■ **WHAT TO PRODUCE**
Your answer should be one number: the count of lines in the records that include the word "usize".

■ **PROVIDED INFORMATION**
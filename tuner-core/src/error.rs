//! Error types for the pitch-detection pipeline.
//!
//! A frame with no detectable pitch is not an error: `PitchDetector::detect`
//! reports it as `Ok(None)`. The variants here cover programming mistakes in
//! a collaborator and settings values that cannot be interpreted.

use thiserror::Error;

/// Errors returned by the tuner core.
#[derive(Debug, Clone, PartialEq, Error)]
pub enum TunerError {
    /// A frame did not have the sample count the detector was built for.
    #[error("expected frame of length {expected}, got {got}")]
    FrameSizeMismatch {
        /// The frame size the detector was configured with.
        expected: usize,
        /// The length of the frame that was passed in.
        got: usize,
    },

    /// The configured frame size cannot be analysed.
    #[error("invalid frame size {0}: must be a power of two of at least 1024 samples")]
    InvalidFrameSize(usize),

    /// A frame reported a sample rate of zero.
    #[error("frame sample rate must be positive")]
    InvalidSampleRate,

    /// The stored accuracy label is not one of the known tiers.
    #[error("unknown accuracy value: {0}")]
    UnknownAccuracy(String),
}
//! Text rendering of detections for the terminal.

use tuner_core::{NoteConvention, PitchError};

/// What the terminal line shows besides the pitch name and frequency.
#[derive(Debug, Clone, Copy)]
pub struct DisplayOptions {
    pub convention: NoteConvention,
    pub show_error_text: bool,
}

/// Renders one detection as a single status line.
pub fn format_detection(detection: &PitchError, options: DisplayOptions) -> String {
    let expected = detection.expected();
    let mut line = format!(
        "{:<12} {:>2}  {:>9.2} Hz",
        expected.name.display_name(options.convention),
        expected.octave,
        detection.actual_freq()
    );

    if options.show_error_text {
        line.push_str(&format!("  {:+4} cents", detection.error_in_cents().round() as i64));
    }

    line.push_str(&format!("  [{} bands]", detection.octave_bands()));
    line
}

/// Line shown while nothing is detected.
pub fn format_idle() -> &'static str {
    "--"
}
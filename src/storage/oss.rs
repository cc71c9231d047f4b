//! Aliyun OSS storage backend. OSS differs from the S3-shaped backends in
//! two ways this adapter has to account for: range reads clamp `end` to the
//! object size rather than erroring past it, and HEAD only reliably exposes
//! `ContentType`.

use super::traits::{
    DownloadCapability, ListingPage, ObjectBody, PartSummary, PartsPage, StorageError,
    UploadCapability, UploadSummary, UploadsPage,
};
use crate::types::{Credentials, HeadMetadata, JobInfo, MAX_KEYS};
use ali_oss_rs::multipart::{
    CompleteMultipartUploadRequest, CompleteMultipartUploadResult,
    InitiateMultipartUploadOptionsBuilder, ListMultipartUploadsOptionsBuilder,
    ListPartsOptionsBuilder, MultipartUploadsOperations, UploadPartRequest,
};
use ali_oss_rs::object::{
    GetObjectOptionsBuilder, HeadObjectOptions, ListObjectsOptionsBuilder, ObjectOperations,
    PutObjectOptionsBuilder,
};
use ali_oss_rs::Client;
use async_trait::async_trait;
use md5::{Digest, Md5};
use tracing::{debug, instrument};

/// OSS storage client, bound to a single bucket.
pub struct OssClient {
    client: Client,
    bucket: String,
}

impl OssClient {
    pub fn new(bucket: impl Into<String>, region: &str, credentials: &Credentials) -> Self {
        let client = Client::new(
            &credentials.access_key_id,
            &credentials.secret_access_key,
            region,
        );
        Self {
            client,
            bucket: bucket.into(),
        }
    }
}

fn map_oss_err(context: &str, key: &str, e: ali_oss_rs::Error) -> StorageError {
    let message = e.to_string();
    if message.contains("NoSuchKey") || message.contains("404") {
        StorageError::NotFound(key.to_string())
    } else {
        StorageError::Backend(format!("{context} {key}: {message}"))
    }
}

#[async_trait]
impl DownloadCapability for OssClient {
    #[instrument(skip(self))]
    async fn list_objects(
        &self,
        prefix: &str,
        include_version: bool,
        continuation_token: Option<String>,
    ) -> Result<ListingPage, StorageError> {
        if include_version {
            return Err(StorageError::Backend(
                "Aliyun OSS adapter does not support versioned listings".to_string(),
            ));
        }

        let mut builder = ListObjectsOptionsBuilder::new().prefix(prefix).max_keys(MAX_KEYS as u32);
        if let Some(token) = continuation_token {
            builder = builder.continuation_token(token);
        }

        let response = self
            .client
            .list_objects(&self.bucket, Some(builder.build()))
            .await
            .map_err(|e| map_oss_err("list_objects", prefix, e))?;

        let jobs = response
            .contents
            .into_iter()
            .filter(|o| !matches!(o.storage_class.as_deref(), Some("Archive") | Some("ColdArchive")))
            .map(|o| JobInfo::new(o.key, o.size))
            .collect();

        Ok(ListingPage {
            jobs,
            continuation_token: if response.is_truncated {
                response.next_continuation_token
            } else {
                None
            },
        })
    }

    #[instrument(skip(self))]
    async fn get_object(
        &self,
        key: &str,
        size: u64,
        start: u64,
        chunk_size: u64,
        _version: Option<&str>,
    ) -> Result<ObjectBody, StorageError> {
        let mut builder = GetObjectOptionsBuilder::new();
        if chunk_size > 0 {
            // OSS clamps the end index to the object size rather than
            // rejecting an out-of-range request.
            let end = (start + chunk_size).min(size).saturating_sub(1);
            builder = builder.range(start, end);
        }

        let response = self
            .client
            .get_object(&self.bucket, key, Some(builder.build()))
            .await
            .map_err(|e| map_oss_err("get_object", key, e))?;

        let data = bytes::Bytes::from(response.data);
        let md5: [u8; 16] = Md5::digest(&data).into();
        Ok(ObjectBody { data, md5 })
    }

    #[instrument(skip(self))]
    async fn head_object(&self, key: &str) -> Result<HeadMetadata, StorageError> {
        let response = self
            .client
            .head_object(&self.bucket, key, None::<HeadObjectOptions>)
            .await
            .map_err(|e| map_oss_err("head_object", key, e))?;

        // OSS's HEAD response reliably exposes only Content-Type; the rest
        // of HeadMetadata is left unset for this backend.
        Ok(HeadMetadata {
            content_type: response.content_type,
            ..Default::default()
        })
    }
}

#[async_trait]
impl UploadCapability for OssClient {
    #[instrument(skip(self, body, extra_metadata))]
    async fn upload_object(
        &self,
        key: &str,
        body: bytes::Bytes,
        content_md5: &str,
        storage_class: Option<&str>,
        extra_metadata: &HeadMetadata,
    ) -> Result<String, StorageError> {
        let mut builder = PutObjectOptionsBuilder::new().content_md5(content_md5);
        if let Some(sc) = storage_class {
            builder = builder.storage_class(sc);
        }
        if let Some(ref ct) = extra_metadata.content_type {
            builder = builder.content_type(ct);
        }
        for (k, v) in &extra_metadata.user_metadata {
            builder = builder.metadata(k, v);
        }

        let response = self
            .client
            .put_object(&self.bucket, key, body.to_vec(), Some(builder.build()))
            .await
            .map_err(|e| map_oss_err("put_object", key, e))?;

        Ok(response.etag)
    }

    #[instrument(skip(self, extra_metadata))]
    async fn create_multipart_upload(
        &self,
        key: &str,
        storage_class: Option<&str>,
        extra_metadata: &HeadMetadata,
    ) -> Result<String, StorageError> {
        let mut builder = InitiateMultipartUploadOptionsBuilder::new();
        if let Some(sc) = storage_class {
            builder = builder.storage_class(sc);
        }
        if let Some(ref ct) = extra_metadata.content_type {
            builder = builder.content_type(ct);
        }

        let response = self
            .client
            .initiate_multipart_uploads(&self.bucket, key, Some(builder.build()))
            .await
            .map_err(|e| map_oss_err("initiate_multipart_uploads", key, e))?;

        Ok(response.upload_id)
    }

    #[instrument(skip(self, body))]
    async fn upload_part(
        &self,
        key: &str,
        upload_id: &str,
        part_number: i32,
        body: bytes::Bytes,
        _body_md5: &str,
    ) -> Result<String, StorageError> {
        let params = UploadPartRequest {
            part_number: part_number as u32,
            upload_id: upload_id.to_string(),
        };

        let response = self
            .client
            .upload_part_from_buffer(&self.bucket, key, body.to_vec(), params)
            .await
            .map_err(|e| map_oss_err("upload_part", key, e))?;

        Ok(response.etag)
    }

    #[instrument(skip(self))]
    async fn complete_multipart_upload(
        &self,
        key: &str,
        upload_id: &str,
    ) -> Result<String, StorageError> {
        let mut parts = Vec::new();
        let mut token = None;
        loop {
            let page = UploadCapability::list_parts(self, key, upload_id, token).await?;
            parts.extend(page.parts);
            token = page.continuation_token;
            if token.is_none() {
                break;
            }
        }
        parts.sort_by_key(|p| p.part_number);

        let request = CompleteMultipartUploadRequest {
            upload_id: upload_id.to_string(),
            parts: parts
                .into_iter()
                .map(|p| (p.part_number as u32, p.etag))
                .collect(),
        };

        let response = self
            .client
            .complete_multipart_uploads(&self.bucket, key, request, None)
            .await
            .map_err(|e| map_oss_err("complete_multipart_uploads", key, e))?;

        debug!("completed multipart upload for {key}");
        // `None` options never requests a callback, so the server always
        // replies with `ApiResponse`; the `CallbackResponse` arm only exists
        // because the result type isn't specialized per call site.
        match response {
            CompleteMultipartUploadResult::ApiResponse(r) => Ok(r.etag),
            CompleteMultipartUploadResult::CallbackResponse(_) => Err(StorageError::Backend(
                "complete_multipart_uploads returned an unexpected callback response".to_string(),
            )),
        }
    }

    #[instrument(skip(self))]
    async fn list_parts(
        &self,
        key: &str,
        upload_id: &str,
        continuation_token: Option<String>,
    ) -> Result<PartsPage, StorageError> {
        let mut builder = ListPartsOptionsBuilder::new();
        if let Some(marker) = continuation_token {
            builder = builder.part_number_marker(marker);
        }

        let response = self
            .client
            .list_parts(&self.bucket, key, upload_id, Some(builder.build()))
            .await
            .map_err(|e| map_oss_err("list_parts", key, e))?;

        let parts = response
            .parts
            .into_iter()
            .map(|p| PartSummary {
                part_number: p.part_number as i32,
                etag: p.etag,
            })
            .collect();

        Ok(PartsPage {
            parts,
            continuation_token: if response.is_truncated {
                response.next_part_number_marker
            } else {
                None
            },
        })
    }

    #[instrument(skip(self))]
    async fn list_multipart_uploads(
        &self,
        prefix: &str,
        key: Option<&str>,
        continuation_token: Option<String>,
    ) -> Result<UploadsPage, StorageError> {
        let mut builder = ListMultipartUploadsOptionsBuilder::new().prefix(prefix);
        if let Some(marker) = continuation_token {
            builder = builder.key_marker(marker);
        }

        let response = self
            .client
            .list_multipart_uploads(&self.bucket, Some(builder.build()))
            .await
            .map_err(|e| map_oss_err("list_multipart_uploads", prefix, e))?;

        let uploads = response
            .uploads
            .into_iter()
            .filter(|u| match key {
                Some(k) => u.key == k,
                None => true,
            })
            .map(|u| UploadSummary {
                key: u.key,
                upload_id: u.upload_id,
                initiated_at: u.initiated,
            })
            .collect();

        Ok(UploadsPage {
            uploads,
            continuation_token: if response.is_truncated {
                response.next_key_marker
            } else {
                None
            },
        })
    }

    #[instrument(skip(self))]
    async fn abort_multipart_upload(&self, key: &str, upload_id: &str) -> Result<(), StorageError> {
        self.client
            .abort_multipart_uploads(&self.bucket, key, upload_id)
            .await
            .map_err(|e| map_oss_err("abort_multipart_uploads", key, e))?;
        Ok(())
    }

    #[instrument(skip(self))]
    async fn delete_object(&self, key: &str) -> Result<(), StorageError> {
        self.client
            .delete_object(&self.bucket, key)
            .await
            .map_err(|e| map_oss_err("delete_object", key, e))?;
        Ok(())
    }
}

■ **ANSWER SECTION**
3